吉賀大眉は大正4年に萩焼窯元泉流山の長男として生まれました。
当時の陶芸界では萩焼は美術品としての認識はあまりなく、「趣味として」の工芸品・商業製品がほとんどでした。その現状に疑問を感じた大眉は本格的に陶芸家への道を進みはじめます。
東京美術学校(現在の東京藝術大学)へ入学し、陶芸家・加藤土師萌(かとうじはじめ)を師として尊敬し、教えを受け、1943年 第六回文展で「陶花器」で初入選を果たします。

萩に帰郷した大眉は萩焼を作製することに専念しました。「伝統だけの観念にとらわれない」「伝統を超えた陶芸の美しさ」を追及し美術展覧会への発表に努めました。
日本最大の美術展である日展においては北斗賞・特選・文部大臣賞など、それまでの萩焼の基盤を一新するような作品を次々と発表し、数々の賞を受賞しています。

亡くなる少し前には大眉の代表作となる「暁雲シリーズ」を発表、その幽玄で重厚な造形美は「大眉芸術」として高く評価され、1982年(昭和57)には、日本芸術院会員になっています。

日本芸術会員とは、芸術(芸能)の分野で誰の目からみても優秀と認められ、芸術院賞を受賞した、栄誉ある方々の集まりです。
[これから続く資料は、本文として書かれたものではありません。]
//! Tienda CLI - Database migrations and catalog maintenance.
//!
//! # Usage
//!
//! ```bash
//! # Run storefront database migrations
//! tienda-cli migrate
//!
//! # Load products from a YAML file
//! tienda-cli seed crates/cli/seed/products.yaml
//!
//! # Replace the whole catalog
//! tienda-cli seed crates/cli/seed/products.yaml --clear
//!
//! # Delete empty carts older than two days
//! tienda-cli carts prune --older-than-hours 48
//! ```
//!
//! # Environment Variables
//!
//! - `TIENDA_DATABASE_URL` - `PostgreSQL` connection string (falls back to `DATABASE_URL`)

#![cfg_attr(not(test), forbid(unsafe_code))]

use std::path::PathBuf;

use clap::{Parser, Subcommand};

mod commands;

#[derive(Parser)]
#[command(name = "tienda-cli")]
#[command(author, version, about = "Tienda CLI tools")]
struct Cli {
    #[command(subcommand)]
    command: Commands,
}

#[derive(Subcommand)]
enum Commands {
    /// Run database migrations
    Migrate,
    /// Insert products from a YAML file
    Seed {
        /// Path to the YAML seed file
        file: PathBuf,

        /// Delete every existing product first
        #[arg(long)]
        clear: bool,
    },
    /// Maintain carts
    Carts {
        #[command(subcommand)]
        action: CartsAction,
    },
}

#[derive(Subcommand)]
enum CartsAction {
    /// Delete empty carts older than a cutoff
    Prune {
        /// Minimum cart age in hours
        #[arg(long, default_value_t = 24)]
        older_than_hours: u32,
    },
}

#[tokio::main]
async fn main() {
    // Initialize tracing
    tracing_subscriber::fmt::init();

    let cli = Cli::parse();

    if let Err(e) = run(cli).await {
        tracing::error!("Command failed: {e}");
        std::process::exit(1);
    }
}

async fn run(cli: Cli) -> Result<(), commands::CommandError> {
    match cli.command {
        Commands::Migrate => commands::migrate::run().await?,
        Commands::Seed { file, clear } => commands::seed::products(&file, clear).await?,
        Commands::Carts { action } => match action {
            CartsAction::Prune { older_than_hours } => {
                commands::carts::prune(older_than_hours).await?;
            }
        },
    }
    Ok(())
}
工芸の分野では、東京を含めた一帯と京都を中心とした工芸家が選ばれ、六十余年の歴史の中で、地方の 工芸家では、吉賀大眉が最初とのことです。

大眉の萩焼の持つ芸術性を追求する心、独自の造形を活かし美術品としての萩焼を確立してきたことが、陶芸界に大きな足跡を残しました。

そして平成3年、文化功労者・芸術院会員であった陶芸家・吉賀大眉の死去により、その業績を称え財団法人・吉賀大眉記念館が建てられました。 これにより泉流山は窯元と美術館が共存する萩の中でも珍しい文化的な場所となりました。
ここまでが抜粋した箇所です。